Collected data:
-*-*-

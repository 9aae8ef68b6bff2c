//! tandem-relay binary: load config, set up logging, serve until ctrl-c.

mod cli;

use tandem_common::{ConfigError, TandemError};
use tandem_config::{LoggingConfig, TandemConfig};
use tandem_relay::Relay;
use tokio::net::TcpListener;
use tracing_subscriber::EnvFilter;

#[tokio::main]
async fn main() {
    let args = cli::parse();

    if let Some(path) = &args.init_config {
        match tandem_config::create_default_config(path) {
            Ok(()) => println!("wrote default config to {}", path.display()),
            Err(e) => {
                eprintln!("failed to write config: {e}");
                std::process::exit(1);
            }
        }
        return;
    }

    // Config is read before logging is initialized so its level applies.
    let loaded = tandem_config::load_config(args.config.as_deref());
    let logging = loaded
        .as_ref()
        .map(|c| c.logging.clone())
        .unwrap_or_default();

    tracing_subscriber::fmt()
        .with_env_filter(env_filter(args.log_level.as_deref(), &logging))
        .with_ansi(logging.ansi)
        .init();

    let result = match resolve_config(loaded, args.config.is_some()) {
        Ok(mut config) => {
            if let Some(host) = args.host {
                config.server.host = host;
            }
            if let Some(port) = args.port {
                config.server.port = port;
            }
            run(config).await
        }
        Err(e) => Err(e),
    };

    if let Err(e) = result {
        tracing::error!(error = %e, "tandem-relay exited with error");
        std::process::exit(1);
    }
}

/// `--log-level` wins, then `RUST_LOG`, then the configured level.
fn env_filter(cli_directive: Option<&str>, logging: &LoggingConfig) -> EnvFilter {
    match cli_directive {
        Some(directive) => EnvFilter::new(directive),
        None => EnvFilter::try_from_default_env()
            .unwrap_or_else(|_| EnvFilter::new(logging.directive())),
    }
}

/// A config file named on the command line must load; the default
/// location may fail, in which case the built-in defaults are used.
fn resolve_config(
    loaded: Result<TandemConfig, ConfigError>,
    explicit: bool,
) -> tandem_common::Result<TandemConfig> {
    match loaded {
        Ok(config) => Ok(config),
        Err(e) if explicit => Err(TandemError::Config(e)),
        Err(e) => {
            tracing::warn!("Config load failed, using defaults: {e}");
            Ok(TandemConfig::default())
        }
    }
}

async fn run(config: TandemConfig) -> tandem_common::Result<()> {
    let addr = config.server.bind_addr();
    let listener = TcpListener::bind(&addr).await?;
    tracing::info!(
        path = %config.server.path,
        "tandem-relay v{} listening on {}",
        env!("CARGO_PKG_VERSION"),
        addr
    );

    let relay = Relay::from_config(&config);
    relay
        .serve(listener, async {
            if let Err(e) = tokio::signal::ctrl_c().await {
                tracing::warn!(error = %e, "Failed to listen for ctrl-c");
                std::future::pending::<()>().await;
            }
        })
        .await;

    Ok(())
}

-*-*-

Supply the count of lines in the entries that include "EnvFilter", and no other text.

Response box:
5